▶ Stored data:
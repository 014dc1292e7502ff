//! Track types: ordered, colored lines grouping stations.
//!
//! A `Track` records which stations were appended to a line and in what
//! order. The edges between stations live on the stations themselves; the
//! track's sequence is construction history, not connectivity.

use std::borrow::Borrow;
use std::collections::HashSet;
use std::fmt;
use std::sync::Arc;

use serde::Serialize;

use super::StationId;

/// Unique identifier of a track within a network.
///
/// # Examples
///
/// ```
/// use metro_graph::domain::TrackId;
///
/// let id = TrackId::from("M1_Line");
/// assert_eq!(id.as_str(), "M1_Line");
/// ```
#[derive(Clone, PartialEq, Eq, Hash, PartialOrd, Ord)]
pub struct TrackId(Arc<str>);

impl TrackId {
    /// Returns the identifier as a string slice.
    pub fn as_str(&self) -> &str {
        &self.0
    }
}

impl From<&str> for TrackId {
    fn from(value: &str) -> Self {
        TrackId(Arc::from(value))
    }
}

impl From<String> for TrackId {
    fn from(value: String) -> Self {
        TrackId(Arc::from(value))
    }
}

impl Borrow<str> for TrackId {
    fn borrow(&self) -> &str {
        &self.0
    }
}

impl AsRef<str> for TrackId {
    fn as_ref(&self) -> &str {
        &self.0
    }
}

impl fmt::Debug for TrackId {
    fn fmt(&self, f: &mut fmt::Formatter<'_>) -> fmt::Result {
        write!(f, "TrackId({})", self.0)
    }
}

impl fmt::Display for TrackId {
    fn fmt(&self, f: &mut fmt::Formatter<'_>) -> fmt::Result {
        f.write_str(&self.0)
    }
}

/// Kind of a track, doubling as the edge kind on stations.
///
/// A closed enumeration: stations index their per-kind edge slots by it, and
/// the statistics histogram is keyed by it.
#[derive(Debug, Clone, Copy, PartialEq, Eq, Hash, PartialOrd, Ord, Serialize)]
#[serde(rename_all = "lowercase")]
pub enum TrackKind {
    /// Ordinary line built station by station.
    Main,
    /// Line originating at a junction on another line.
    Branch,
    /// Overlay line connecting selected stops of a main line.
    Express,
    /// One-directional "U" shortcut between two stations.
    Loop,
}

impl TrackKind {
    /// Number of kinds; sizes the per-station edge slot arrays.
    pub const COUNT: usize = 4;

    /// All kinds in declaration order.
    pub const ALL: [TrackKind; TrackKind::COUNT] = [
        TrackKind::Main,
        TrackKind::Branch,
        TrackKind::Express,
        TrackKind::Loop,
    ];

    /// Slot index of this kind.
    pub fn index(self) -> usize {
        self as usize
    }

    /// Lowercase name, used in rendered output and serialized histograms.
    pub fn as_str(self) -> &'static str {
        match self {
            TrackKind::Main => "main",
            TrackKind::Branch => "branch",
            TrackKind::Express => "express",
            TrackKind::Loop => "loop",
        }
    }
}

impl fmt::Display for TrackKind {
    fn fmt(&self, f: &mut fmt::Formatter<'_>) -> fmt::Result {
        f.write_str(self.as_str())
    }
}

/// An ordered, named, colored line of stations sharing one edge kind.
///
/// The station sequence reflects only the order in which stations were
/// appended to this track.
#[derive(Debug, Clone)]
pub struct Track {
    pub(crate) id: TrackId,
    pub(crate) kind: TrackKind,
    pub(crate) color: String,
    pub(crate) stations: Vec<StationId>,
    pub(crate) express_stops: HashSet<StationId>,
    pub(crate) bidirectional: bool,
}

impl Track {
    pub(crate) fn new(id: TrackId, kind: TrackKind, color: &str) -> Self {
        Self {
            id,
            kind,
            color: color.to_string(),
            stations: Vec::new(),
            express_stops: HashSet::new(),
            bidirectional: true,
        }
    }

    /// The track's identifier.
    pub fn id(&self) -> &TrackId {
        &self.id
    }

    /// The track's kind.
    pub fn kind(&self) -> TrackKind {
        self.kind
    }

    /// Display color of the line.
    pub fn color(&self) -> &str {
        &self.color
    }

    /// Stations on this track, in append order.
    pub fn stations(&self) -> &[StationId] {
        &self.stations
    }

    /// Number of stations on this track.
    pub fn len(&self) -> usize {
        self.stations.len()
    }

    /// Returns true if the track has no stations.
    pub fn is_empty(&self) -> bool {
        self.stations.is_empty()
    }

    /// Returns true if `station_id` is an express stop of this track.
    pub fn is_express_stop(&self, station_id: &str) -> bool {
        self.express_stops.contains(station_id)
    }

    /// The subset of this track's stations marked as express stops.
    pub fn express_stops(&self) -> &HashSet<StationId> {
        &self.express_stops
    }

    /// Whether the line runs both ways (always true in practice).
    pub fn is_bidirectional(&self) -> bool {
        self.bidirectional
    }
}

▶ TASK OBJECTIVE: The answer must consist of every entry, set down exactly as given.

▶ EXPECTED ANSWER:
repository 014dc1292e7502ff
//! Track types: ordered, colored lines grouping stations.
//!
//! A `Track` records which stations were appended to a line and in what
//! order. The edges between stations live on the stations themselves; the
//! track's sequence is construction history, not connectivity.

use std::borrow::Borrow;
use std::collections::HashSet;
use std::fmt;
use std::sync::Arc;

use serde::Serialize;

use super::StationId;

/// Unique identifier of a track within a network.
///
/// # Examples
///
/// ```
/// use metro_graph::domain::TrackId;
///
/// let id = TrackId::from("M1_Line");
/// assert_eq!(id.as_str(), "M1_Line");
/// ```
#[derive(Clone, PartialEq, Eq, Hash, PartialOrd, Ord)]
pub struct TrackId(Arc<str>);

impl TrackId {
    /// Returns the identifier as a string slice.
    pub fn as_str(&self) -> &str {
        &self.0
    }
}

impl From<&str> for TrackId {
    fn from(value: &str) -> Self {
        TrackId(Arc::from(value))
    }
}

impl From<String> for TrackId {
    fn from(value: String) -> Self {
        TrackId(Arc::from(value))
    }
}

impl Borrow<str> for TrackId {
    fn borrow(&self) -> &str {
        &self.0
    }
}

impl AsRef<str> for TrackId {
    fn as_ref(&self) -> &str {
        &self.0
    }
}

impl fmt::Debug for TrackId {
    fn fmt(&self, f: &mut fmt::Formatter<'_>) -> fmt::Result {
        write!(f, "TrackId({})", self.0)
    }
}

impl fmt::Display for TrackId {
    fn fmt(&self, f: &mut fmt::Formatter<'_>) -> fmt::Result {
        f.write_str(&self.0)
    }
}

/// Kind of a track, doubling as the edge kind on stations.
///
/// A closed enumeration: stations index their per-kind edge slots by it, and
/// the statistics histogram is keyed by it.
#[derive(Debug, Clone, Copy, PartialEq, Eq, Hash, PartialOrd, Ord, Serialize)]
#[serde(rename_all = "lowercase")]
pub enum TrackKind {
    /// Ordinary line built station by station.
    Main,
    /// Line originating at a junction on another line.
    Branch,
    /// Overlay line connecting selected stops of a main line.
    Express,
    /// One-directional "U" shortcut between two stations.
    Loop,
}

impl TrackKind {
    /// Number of kinds; sizes the per-station edge slot arrays.
    pub const COUNT: usize = 4;

    /// All kinds in declaration order.
    pub const ALL: [TrackKind; TrackKind::COUNT] = [
        TrackKind::Main,
        TrackKind::Branch,
        TrackKind::Express,
        TrackKind::Loop,
    ];

    /// Slot index of this kind.
    pub fn index(self) -> usize {
        self as usize
    }

    /// Lowercase name, used in rendered output and serialized histograms.
    pub fn as_str(self) -> &'static str {
        match self {
            TrackKind::Main => "main",
            TrackKind::Branch => "branch",
            TrackKind::Express => "express",
            TrackKind::Loop => "loop",
        }
    }
}

impl fmt::Display for TrackKind {
    fn fmt(&self, f: &mut fmt::Formatter<'_>) -> fmt::Result {
        f.write_str(self.as_str())
    }
}

/// An ordered, named, colored line of stations sharing one edge kind.
///
/// The station sequence reflects only the order in which stations were
/// appended to this track.
#[derive(Debug, Clone)]
pub struct Track {
    pub(crate) id: TrackId,
    pub(crate) kind: TrackKind,
    pub(crate) color: String,
    pub(crate) stations: Vec<StationId>,
    pub(crate) express_stops: HashSet<StationId>,
    pub(crate) bidirectional: bool,
}

impl Track {
    pub(crate) fn new(id: TrackId, kind: TrackKind, color: &str) -> Self {
        Self {
            id,
            kind,
            color: color.to_string(),
            stations: Vec::new(),
            express_stops: HashSet::new(),
            bidirectional: true,
        }
    }

    /// The track's identifier.
    pub fn id(&self) -> &TrackId {
        &self.id
    }

    /// The track's kind.
    pub fn kind(&self) -> TrackKind {
        self.kind
    }

    /// Display color of the line.
    pub fn color(&self) -> &str {
        &self.color
    }

    /// Stations on this track, in append order.
    pub fn stations(&self) -> &[StationId] {
        &self.stations
    }

    /// Number of stations on this track.
    pub fn len(&self) -> usize {
        self.stations.len()
    }

    /// Returns true if the track has no stations.
    pub fn is_empty(&self) -> bool {
        self.stations.is_empty()
    }

    /// Returns true if `station_id` is an express stop of this track.
    pub fn is_express_stop(&self, station_id: &str) -> bool {
        self.express_stops.contains(station_id)
    }

    /// The subset of this track's stations marked as express stops.
    pub fn express_stops(&self) -> &HashSet<StationId> {
        &self.express_stops
    }

    /// Whether the line runs both ways (always true in practice).
    pub fn is_bidirectional(&self) -> bool {
        self.bidirectional
    }
}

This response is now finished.